Long Island must develop its future
As state and local officials take steps to reopen the economy and push it toward recovery, they must keep the focus on new opportunities for economic investment.
Long Island needs to accelerate its transformation into a modern suburb, one that builds housing, retail and more around its train stations, that rethinks possibilities for some of its dreary strip malls and empty shopping centers and is more willing and able to innovate.
That's why the state's most recent attempts to find ways to make it easier to redevelop the land around train stations — and to remake underutilized commercial properties into housing — are critical. Gov. Andrew M. Cuomo proposed two such measures in his executive budget this year. While neither likely will make a massive difference in Long Island economic development efforts, together they create a good foundation on which local and state officials, developers and advocates can build.
One provision would ease zoning restrictions so underutilized commercial properties in New York City — particularly hotels and office buildings — could be converted into housing. The measure is in direct response to the COVID-19 pandemic, state officials said. The state should consider expanding the policy's reach to include Long Island, and a wider array of properties. There are ample opportunities for the region to remake its underutilized commercial stretches, particularly retail centers with long-standing vacancies. Nassau and Suffolk need a boost from the state to help jump-start that effort.
Cuomo also introduced a concept known as "rail advantaged housing" — a new moniker, it seems, for the efforts more often described as transit-oriented development. Cuomo's budget — and the State Senate's one-house budget — include the idea that the state could allow certain projects in transit hubs that meet certain standards to bypass some of the state's environmental review process. The Department of State would establish those regulations, and the details will matter. The provision only applies in cases when village, town or county officials already support the project, so its reach on Long Island may be limited since, too often, the "no" on the Island comes quickly. But in villages like Patchogue and Westbury, where mayors have been supportive of new development, the act could help.

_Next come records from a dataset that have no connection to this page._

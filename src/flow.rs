//! Flow files, their validation into runnable [`Flow`]s, and the per-flow
//! re-entrancy gate.
use std::{
    collections::HashSet,
    fs,
    path::{Path, PathBuf},
    sync::{
        Arc, Mutex,
        atomic::{AtomicBool, Ordering},
    },
};

use flow_plugin::{AppConfig, FlowInfo, Input, Output, PluginConfig, Process, params::Params};
use once_cell::sync::Lazy;
use regex::Regex;
use schemars::JsonSchema;
use serde::{Deserialize, Serialize};
use serde_json::{Map, Value};
use thiserror::Error;
use tokio::time::Instant;
use tracing::{error, info, warn};

use crate::registry::{Registry, RegistryError};

static NAME_RE: Lazy<Regex> = Lazy::new(|| Regex::new(r"^[A-Za-z0-9-]+$").unwrap());

/// On-disk shape of a flow file.
#[derive(Debug, Clone, Serialize, Deserialize, JsonSchema, PartialEq)]
#[serde(deny_unknown_fields)]
pub struct FlowFile {
    pub flow: FlowSpec,
}

#[derive(Debug, Clone, Serialize, Deserialize, JsonSchema, PartialEq)]
#[serde(deny_unknown_fields)]
pub struct FlowSpec {
    /// Letters, digits and `-` only.
    pub name: String,
    /// `interval` and `instance` overrides.
    #[serde(default)]
    pub params: Map<String, Value>,
    pub input: StageSpec,
    #[serde(default)]
    pub process: Vec<ProcessSpec>,
    pub output: StageSpec,
}

#[derive(Debug, Clone, Serialize, Deserialize, JsonSchema, PartialEq)]
#[serde(deny_unknown_fields)]
pub struct StageSpec {
    pub plugin: String,
    #[serde(default)]
    pub params: Map<String, Value>,
}

#[derive(Debug, Clone, Serialize, Deserialize, JsonSchema, PartialEq)]
#[serde(deny_unknown_fields)]
pub struct ProcessSpec {
    pub plugin: String,
    /// Defaults to the 1-based position; must equal it when given.
    #[serde(default)]
    pub id: Option<usize>,
    /// Defaults to `<plugin>-<id>`.
    #[serde(default)]
    pub alias: Option<String>,
    #[serde(default)]
    pub params: Map<String, Value>,
}

#[derive(Debug, Error)]
pub enum FlowError {
    #[error("cannot read {path}: {source}")]
    Io {
        path: PathBuf,
        #[source]
        source: std::io::Error,
    },

    #[error("cannot parse {path}: {message}")]
    Parse { path: PathBuf, message: String },

    #[error("invalid flow name `{0}` (letters, digits and `-` only)")]
    InvalidName(String),

    #[error("duplicate flow name `{0}`")]
    Duplicate(String),

    #[error("flow params: {0}")]
    Params(String),

    #[error("process #{position}: {message}")]
    ProcessId { position: usize, message: String },

    #[error(transparent)]
    Plugin(#[from] RegistryError),
}

/// Counter with a ceiling guarding overlapping executions of one flow.
#[derive(Debug)]
pub struct Gate {
    running: Mutex<usize>,
    ceiling: usize,
}

/// Held for the duration of one execution; releases on drop.
#[derive(Debug)]
pub struct GatePermit {
    gate: Arc<Gate>,
}

impl Gate {
    pub fn new(ceiling: usize) -> Arc<Self> {
        Arc::new(Self { running: Mutex::new(0), ceiling: ceiling.max(1) })
    }

    pub fn try_acquire(self: &Arc<Self>) -> Option<GatePermit> {
        let mut running = self.running.lock().unwrap_or_else(|p| p.into_inner());
        if *running >= self.ceiling {
            return None;
        }
        *running += 1;
        Some(GatePermit { gate: self.clone() })
    }

    pub fn running(&self) -> usize {
        *self.running.lock().unwrap_or_else(|p| p.into_inner())
    }

    pub fn ceiling(&self) -> usize {
        self.ceiling
    }
}

impl Drop for GatePermit {
    fn drop(&mut self) {
        let mut running = self.gate.running.lock().unwrap_or_else(|p| p.into_inner());
        *running = running.saturating_sub(1);
    }
}

/// A validated, runnable flow.
pub struct Flow {
    pub info: Arc<FlowInfo>,
    pub input: Box<dyn Input>,
    pub processes: Vec<Box<dyn Process>>,
    pub output: Box<dyn Output>,
    gate: Arc<Gate>,
    last_start: Mutex<Option<Instant>>,
    lock_reported: AtomicBool,
}

impl std::fmt::Debug for Flow {
    fn fmt(&self, f: &mut std::fmt::Formatter<'_>) -> std::fmt::Result {
        f.debug_struct("Flow")
            .field("name", &self.info.name)
            .field("input", &self.input.name())
            .field("processes", &self.processes.iter().map(|p| p.alias().to_string()).collect::<Vec<_>>())
            .field("output", &self.output.name())
            .finish()
    }
}

impl Flow {
    pub fn new(
        info: Arc<FlowInfo>,
        input: Box<dyn Input>,
        processes: Vec<Box<dyn Process>>,
        output: Box<dyn Output>,
    ) -> Self {
        let gate = Gate::new(info.instance);
        Self {
            info,
            input,
            processes,
            output,
            gate,
            last_start: Mutex::new(None),
            lock_reported: AtomicBool::new(false),
        }
    }

    pub fn name(&self) -> &str {
        &self.info.name
    }

    pub fn gate(&self) -> &Arc<Gate> {
        &self.gate
    }

    /// True when the flow has never started or its interval has passed.
    pub fn is_due(&self, now: Instant) -> bool {
        let last = self.last_start.lock().unwrap_or_else(|p| p.into_inner());
        last.is_none_or(|t| now.saturating_duration_since(t) >= self.info.interval)
    }

    pub fn mark_started(&self, now: Instant) {
        *self.last_start.lock().unwrap_or_else(|p| p.into_inner()) = Some(now);
        self.lock_reported.store(false, Ordering::Relaxed);
    }

    /// True the first time the gate is found full since the last start.
    pub fn note_locked(&self) -> bool {
        !self.lock_reported.swap(true, Ordering::Relaxed)
    }
}

pub fn read_flow_file(path: &Path) -> Result<FlowFile, FlowError> {
    let content = fs::read_to_string(path).map_err(|source| FlowError::Io {
        path: path.to_path_buf(),
        source,
    })?;
    serde_yaml_bw::from_str(&content).map_err(|e| FlowError::Parse {
        path: path.to_path_buf(),
        message: e.to_string(),
    })
}

fn flow_params(spec: &FlowSpec, app: &AppConfig) -> Result<(std::time::Duration, usize), FlowError> {
    let unknown: Vec<&str> = spec
        .params
        .keys()
        .map(String::as_str)
        .filter(|k| !matches!(*k, "interval" | "instance"))
        .collect();
    if !unknown.is_empty() {
        return Err(FlowError::Params(format!("unknown keys: {}", unknown.join(", "))));
    }
    let params = Params::from_map(spec.params.clone());
    let interval = params
        .opt_interval("interval")
        .map_err(|e| FlowError::Params(e.to_string()))?
        .unwrap_or(app.flow_interval);
    let instance = match params.get("instance") {
        Some(_) => params.usize("instance").map_err(|e| FlowError::Params(e.to_string()))?,
        None => app.flow_instance,
    };
    if instance == 0 {
        return Err(FlowError::Params("instance must be at least 1".into()));
    }
    Ok((interval, instance))
}

/// Validates a parsed flow file and builds its plugins.
pub fn build_flow(file: FlowFile, path: &Path, app: &Arc<AppConfig>, registry: &Registry) -> Result<Flow, FlowError> {
    let spec = file.flow;
    if !NAME_RE.is_match(&spec.name) {
        return Err(FlowError::InvalidName(spec.name));
    }
    let (interval, instance) = flow_params(&spec, app)?;
    let info = Arc::new(FlowInfo::new(&spec.name, path, app, interval, instance));
    info.create_dirs().map_err(|source| FlowError::Io {
        path: info.data_dir.clone(),
        source,
    })?;

    let config = |id: usize, plugin: &str, alias: String, params: &Map<String, Value>| PluginConfig {
        app: app.clone(),
        flow: info.clone(),
        id,
        alias,
        plugin: plugin.to_string(),
        params: params.clone(),
    };

    let input = registry.build_input(&config(0, &spec.input.plugin, spec.input.plugin.clone(), &spec.input.params))?;

    let mut processes = Vec::with_capacity(spec.process.len());
    for (index, p) in spec.process.iter().enumerate() {
        let position = index + 1;
        if let Some(id) = p.id.filter(|id| *id != position) {
            return Err(FlowError::ProcessId {
                position,
                message: format!("id {id} does not match its position"),
            });
        }
        let alias = p.alias.clone().unwrap_or_else(|| format!("{}-{position}", p.plugin));
        processes.push(registry.build_process(&config(position, &p.plugin, alias, &p.params))?);
    }

    let output_id = spec.process.len() + 1;
    let output = registry.build_output(&config(
        output_id,
        &spec.output.plugin,
        spec.output.plugin.clone(),
        &spec.output.params,
    ))?;

    Ok(Flow::new(info, input, processes, output))
}

pub fn load_flow(path: &Path, app: &Arc<AppConfig>, registry: &Registry) -> Result<Flow, FlowError> {
    build_flow(read_flow_file(path)?, path, app, registry)
}

/// Whether the enable/disable lists let `name` run.
pub fn is_selected(name: &str, app: &AppConfig) -> bool {
    if !app.flow_enable.is_empty() {
        return app.flow_enable.iter().any(|n| n == name);
    }
    !app.flow_disable.iter().any(|n| n == name)
}

fn is_flow_file(path: &Path) -> bool {
    path.is_file() && matches!(path.extension().and_then(|e| e.to_str()), Some("yaml" | "yml"))
}

/// Loads every flow file in `flow_conf`. Invalid flows are logged and left out.
pub fn load_flows(app: &Arc<AppConfig>, registry: &Registry) -> Result<Vec<Flow>, FlowError> {
    let dir = &app.flow_conf;
    if !dir.exists() {
        fs::create_dir_all(dir).map_err(|source| FlowError::Io { path: dir.clone(), source })?;
    }
    let mut paths: Vec<PathBuf> = fs::read_dir(dir)
        .map_err(|source| FlowError::Io { path: dir.clone(), source })?
        .filter_map(|entry| entry.ok().map(|e| e.path()))
        .filter(|p| is_flow_file(p))
        .collect();
    paths.sort();

    let mut seen = HashSet::new();
    let mut flows = Vec::new();
    for path in paths {
        let file = match read_flow_file(&path) {
            Ok(file) => file,
            Err(e) => {
                error!(path = %path.display(), error = %e, "flow invalid");
                continue;
            }
        };
        let name = file.flow.name.clone();
        if !is_selected(&name, app) {
            info!(flow = %name, "flow disabled");
            continue;
        }
        if !seen.insert(name.clone()) {
            error!(flow = %name, path = %path.display(), error = %FlowError::Duplicate(name.clone()), "flow invalid");
            continue;
        }
        match build_flow(file, &path, app, registry) {
            Ok(flow) => {
                info!(
                    flow = %name,
                    hash = %flow.info.hash,
                    interval = ?flow.info.interval,
                    instance = flow.info.instance,
                    processes = flow.processes.len(),
                    "flow loaded"
                );
                flows.push(flow);
            }
            Err(e) => error!(flow = %name, path = %path.display(), error = %e, "flow invalid"),
        }
    }
    if flows.is_empty() {
        warn!(dir = %dir.display(), "no flows loaded");
    }
    Ok(flows)
}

And, as local advocates have noted, even the perception that the state is paying attention makes a difference in promoting new development near train stations. That alone could make a difference in pushing along existing revitalization efforts in communities like Hicksville and Baldwin.
State lawmakers and Cuomo should work together to include both provisions in the final budget and to make them as meaningful as possible for areas like Long Island. High housing prices reflect the critical need for more housing, and pandemic job losses close to 100,000 reflect how desperate the region is for a different approach. Long Island needs every economic boost it can get.